[RECORDS FOR PROCESSING]
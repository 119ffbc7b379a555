//! Shared utility functions.

/// Hard-cut a string to at most `max_chars` characters.
///
/// Counts Unicode scalar values, not bytes, so the cut never lands inside a
/// multi-byte character. No ellipsis is appended.
pub fn truncate_chars(s: &str, max_chars: usize) -> &str {
    match s.char_indices().nth(max_chars) {
        Some((end, _)) => &s[..end],
        None => s,
    }
}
[/RECORDS FOR PROCESSING]
▶ ABOUT THIS EXERCISE
Leaving nothing out, print each line above exactly.

▶ RESULT OF THIS TASK
repository 119ffbc7b379a555
//! Shared utility functions.

/// Hard-cut a string to at most `max_chars` characters.
///
/// Counts Unicode scalar values, not bytes, so the cut never lands inside a
/// multi-byte character. No ellipsis is appended.
pub fn truncate_chars(s: &str, max_chars: usize) -> &str {
    match s.char_indices().nth(max_chars) {
        Some((end, _)) => &s[..end],
        None => s,
    }
}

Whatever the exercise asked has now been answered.